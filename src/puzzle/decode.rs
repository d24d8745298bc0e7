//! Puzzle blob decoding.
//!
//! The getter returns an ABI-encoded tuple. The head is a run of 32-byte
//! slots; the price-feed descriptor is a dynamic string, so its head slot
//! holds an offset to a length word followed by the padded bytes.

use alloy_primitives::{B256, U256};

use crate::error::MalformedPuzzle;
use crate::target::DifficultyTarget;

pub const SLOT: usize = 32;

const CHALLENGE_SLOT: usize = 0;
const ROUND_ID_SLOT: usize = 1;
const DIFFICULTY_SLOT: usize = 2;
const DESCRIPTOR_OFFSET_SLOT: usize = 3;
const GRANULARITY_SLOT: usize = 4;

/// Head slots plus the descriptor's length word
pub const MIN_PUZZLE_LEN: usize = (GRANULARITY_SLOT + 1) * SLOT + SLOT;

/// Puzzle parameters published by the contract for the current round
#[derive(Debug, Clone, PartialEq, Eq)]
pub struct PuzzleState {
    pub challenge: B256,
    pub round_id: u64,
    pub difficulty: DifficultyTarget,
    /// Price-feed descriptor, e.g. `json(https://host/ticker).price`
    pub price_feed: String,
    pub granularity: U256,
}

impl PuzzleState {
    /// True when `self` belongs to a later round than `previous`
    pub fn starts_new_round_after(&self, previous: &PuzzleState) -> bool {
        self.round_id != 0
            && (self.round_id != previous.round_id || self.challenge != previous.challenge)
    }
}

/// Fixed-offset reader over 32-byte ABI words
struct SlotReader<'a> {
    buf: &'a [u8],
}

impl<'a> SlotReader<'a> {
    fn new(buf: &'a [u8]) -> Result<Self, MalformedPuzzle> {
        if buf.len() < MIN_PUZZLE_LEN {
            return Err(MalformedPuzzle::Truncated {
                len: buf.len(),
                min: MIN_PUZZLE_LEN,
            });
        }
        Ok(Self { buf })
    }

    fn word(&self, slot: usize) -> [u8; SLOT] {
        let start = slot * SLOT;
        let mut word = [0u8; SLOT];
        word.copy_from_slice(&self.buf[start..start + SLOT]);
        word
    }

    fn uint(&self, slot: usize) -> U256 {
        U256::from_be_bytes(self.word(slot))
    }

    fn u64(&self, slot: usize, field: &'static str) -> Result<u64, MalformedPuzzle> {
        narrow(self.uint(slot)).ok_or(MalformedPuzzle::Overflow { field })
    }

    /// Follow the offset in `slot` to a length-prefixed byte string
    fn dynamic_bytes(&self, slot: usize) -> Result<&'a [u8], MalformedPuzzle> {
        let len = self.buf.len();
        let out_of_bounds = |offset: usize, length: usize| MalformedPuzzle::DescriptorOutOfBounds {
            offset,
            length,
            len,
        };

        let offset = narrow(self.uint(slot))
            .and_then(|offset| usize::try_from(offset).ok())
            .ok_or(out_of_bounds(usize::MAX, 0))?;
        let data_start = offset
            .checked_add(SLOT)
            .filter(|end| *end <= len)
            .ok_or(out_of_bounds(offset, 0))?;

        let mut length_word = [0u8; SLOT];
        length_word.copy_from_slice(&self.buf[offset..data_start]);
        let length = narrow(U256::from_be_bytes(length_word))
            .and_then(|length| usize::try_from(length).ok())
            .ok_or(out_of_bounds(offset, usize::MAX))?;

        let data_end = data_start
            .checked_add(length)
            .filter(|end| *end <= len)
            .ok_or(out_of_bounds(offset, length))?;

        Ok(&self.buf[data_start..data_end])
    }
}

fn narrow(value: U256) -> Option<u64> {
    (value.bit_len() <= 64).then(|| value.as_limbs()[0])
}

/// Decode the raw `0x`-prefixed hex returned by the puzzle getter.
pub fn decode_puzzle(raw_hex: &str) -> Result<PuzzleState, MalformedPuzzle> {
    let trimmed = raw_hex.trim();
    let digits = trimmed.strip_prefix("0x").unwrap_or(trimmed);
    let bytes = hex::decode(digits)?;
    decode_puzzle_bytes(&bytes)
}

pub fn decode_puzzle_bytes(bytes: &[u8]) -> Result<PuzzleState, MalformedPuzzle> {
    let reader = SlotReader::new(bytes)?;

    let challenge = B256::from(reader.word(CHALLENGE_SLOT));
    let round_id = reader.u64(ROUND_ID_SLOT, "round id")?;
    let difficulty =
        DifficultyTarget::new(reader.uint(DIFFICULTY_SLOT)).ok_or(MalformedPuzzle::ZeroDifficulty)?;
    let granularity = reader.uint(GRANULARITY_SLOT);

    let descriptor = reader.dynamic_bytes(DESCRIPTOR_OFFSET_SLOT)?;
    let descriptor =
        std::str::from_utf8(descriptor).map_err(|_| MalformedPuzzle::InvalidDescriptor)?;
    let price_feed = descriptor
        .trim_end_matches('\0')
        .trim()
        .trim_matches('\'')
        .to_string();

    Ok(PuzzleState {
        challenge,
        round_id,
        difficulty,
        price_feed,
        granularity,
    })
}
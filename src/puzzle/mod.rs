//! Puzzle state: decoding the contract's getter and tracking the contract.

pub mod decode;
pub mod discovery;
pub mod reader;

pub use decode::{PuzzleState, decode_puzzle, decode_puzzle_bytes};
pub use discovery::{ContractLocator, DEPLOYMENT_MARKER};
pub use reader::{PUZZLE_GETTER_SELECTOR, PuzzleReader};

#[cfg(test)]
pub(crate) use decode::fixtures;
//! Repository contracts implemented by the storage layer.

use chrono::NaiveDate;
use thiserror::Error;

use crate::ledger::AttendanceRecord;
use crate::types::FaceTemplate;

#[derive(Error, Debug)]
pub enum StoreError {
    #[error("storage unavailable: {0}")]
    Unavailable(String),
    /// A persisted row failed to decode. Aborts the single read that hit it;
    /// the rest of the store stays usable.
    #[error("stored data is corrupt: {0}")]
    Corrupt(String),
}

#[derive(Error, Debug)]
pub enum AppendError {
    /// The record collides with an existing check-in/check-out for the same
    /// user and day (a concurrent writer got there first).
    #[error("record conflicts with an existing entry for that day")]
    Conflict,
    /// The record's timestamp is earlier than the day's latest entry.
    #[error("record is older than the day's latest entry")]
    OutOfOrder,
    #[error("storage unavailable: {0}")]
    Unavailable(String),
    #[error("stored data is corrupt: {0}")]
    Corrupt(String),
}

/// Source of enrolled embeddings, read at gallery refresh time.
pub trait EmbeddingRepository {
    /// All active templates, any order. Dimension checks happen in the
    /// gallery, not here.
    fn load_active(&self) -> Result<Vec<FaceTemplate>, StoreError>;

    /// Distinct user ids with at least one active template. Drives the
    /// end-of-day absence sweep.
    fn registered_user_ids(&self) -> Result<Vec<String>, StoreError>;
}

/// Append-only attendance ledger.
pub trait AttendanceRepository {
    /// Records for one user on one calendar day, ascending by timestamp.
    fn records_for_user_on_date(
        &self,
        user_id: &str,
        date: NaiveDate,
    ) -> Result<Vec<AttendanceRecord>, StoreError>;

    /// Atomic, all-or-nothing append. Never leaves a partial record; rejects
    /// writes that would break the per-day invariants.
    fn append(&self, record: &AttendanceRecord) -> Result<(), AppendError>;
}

* * * * * * * * *

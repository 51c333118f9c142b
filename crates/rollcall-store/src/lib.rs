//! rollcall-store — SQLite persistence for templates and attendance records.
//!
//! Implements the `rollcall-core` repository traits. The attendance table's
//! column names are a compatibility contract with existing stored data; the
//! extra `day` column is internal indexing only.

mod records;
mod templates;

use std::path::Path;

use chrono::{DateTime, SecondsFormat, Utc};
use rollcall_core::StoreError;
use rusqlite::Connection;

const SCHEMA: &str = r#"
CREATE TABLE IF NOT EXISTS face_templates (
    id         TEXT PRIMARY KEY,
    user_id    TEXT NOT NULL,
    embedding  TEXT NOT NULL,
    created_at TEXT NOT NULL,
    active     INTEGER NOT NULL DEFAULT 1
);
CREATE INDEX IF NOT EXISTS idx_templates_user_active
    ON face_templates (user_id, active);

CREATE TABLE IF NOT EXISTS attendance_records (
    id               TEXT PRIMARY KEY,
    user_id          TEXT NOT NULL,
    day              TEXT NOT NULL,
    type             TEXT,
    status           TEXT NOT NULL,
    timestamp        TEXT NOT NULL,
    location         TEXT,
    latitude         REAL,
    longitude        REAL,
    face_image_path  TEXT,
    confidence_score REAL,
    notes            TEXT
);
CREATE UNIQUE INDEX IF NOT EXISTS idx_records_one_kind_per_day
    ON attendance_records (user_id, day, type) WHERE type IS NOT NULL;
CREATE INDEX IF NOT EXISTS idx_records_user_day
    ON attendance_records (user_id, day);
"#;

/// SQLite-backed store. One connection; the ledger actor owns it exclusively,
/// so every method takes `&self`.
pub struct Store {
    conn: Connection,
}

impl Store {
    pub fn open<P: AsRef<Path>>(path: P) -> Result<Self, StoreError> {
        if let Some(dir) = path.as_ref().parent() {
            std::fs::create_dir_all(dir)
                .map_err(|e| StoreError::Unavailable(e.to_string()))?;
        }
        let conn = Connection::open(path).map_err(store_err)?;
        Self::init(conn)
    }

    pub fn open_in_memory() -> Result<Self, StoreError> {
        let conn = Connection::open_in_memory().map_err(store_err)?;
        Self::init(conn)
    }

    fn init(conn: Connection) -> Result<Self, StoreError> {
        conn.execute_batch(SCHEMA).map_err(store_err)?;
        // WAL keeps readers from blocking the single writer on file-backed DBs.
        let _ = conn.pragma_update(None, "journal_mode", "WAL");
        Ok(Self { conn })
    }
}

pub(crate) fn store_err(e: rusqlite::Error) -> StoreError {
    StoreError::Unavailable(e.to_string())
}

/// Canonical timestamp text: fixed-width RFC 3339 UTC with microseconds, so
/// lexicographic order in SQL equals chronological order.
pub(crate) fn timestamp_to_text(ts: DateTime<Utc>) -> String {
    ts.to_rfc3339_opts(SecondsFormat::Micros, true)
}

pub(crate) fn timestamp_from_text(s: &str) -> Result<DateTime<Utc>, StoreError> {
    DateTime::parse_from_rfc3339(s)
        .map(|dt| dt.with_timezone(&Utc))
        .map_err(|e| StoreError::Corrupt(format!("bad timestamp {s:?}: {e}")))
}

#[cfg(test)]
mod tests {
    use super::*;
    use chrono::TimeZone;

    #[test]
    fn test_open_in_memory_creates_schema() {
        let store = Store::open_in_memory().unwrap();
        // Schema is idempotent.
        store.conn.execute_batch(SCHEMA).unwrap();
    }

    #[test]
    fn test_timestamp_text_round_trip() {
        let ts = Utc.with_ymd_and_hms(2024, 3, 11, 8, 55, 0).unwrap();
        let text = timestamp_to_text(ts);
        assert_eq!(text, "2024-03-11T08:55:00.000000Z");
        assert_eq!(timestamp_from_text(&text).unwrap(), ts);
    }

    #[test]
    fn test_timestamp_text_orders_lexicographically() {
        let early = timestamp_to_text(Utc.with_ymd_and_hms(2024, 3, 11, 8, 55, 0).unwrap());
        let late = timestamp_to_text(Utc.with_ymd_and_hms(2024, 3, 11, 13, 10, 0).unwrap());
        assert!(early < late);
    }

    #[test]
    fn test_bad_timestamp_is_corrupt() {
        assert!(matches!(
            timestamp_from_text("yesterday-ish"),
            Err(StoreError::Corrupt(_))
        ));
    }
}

* * * * * * * * *

-- PROMPT --
The expected answer is one number: how many lines above contain "decoding".

-- TASK RESPONSE --
2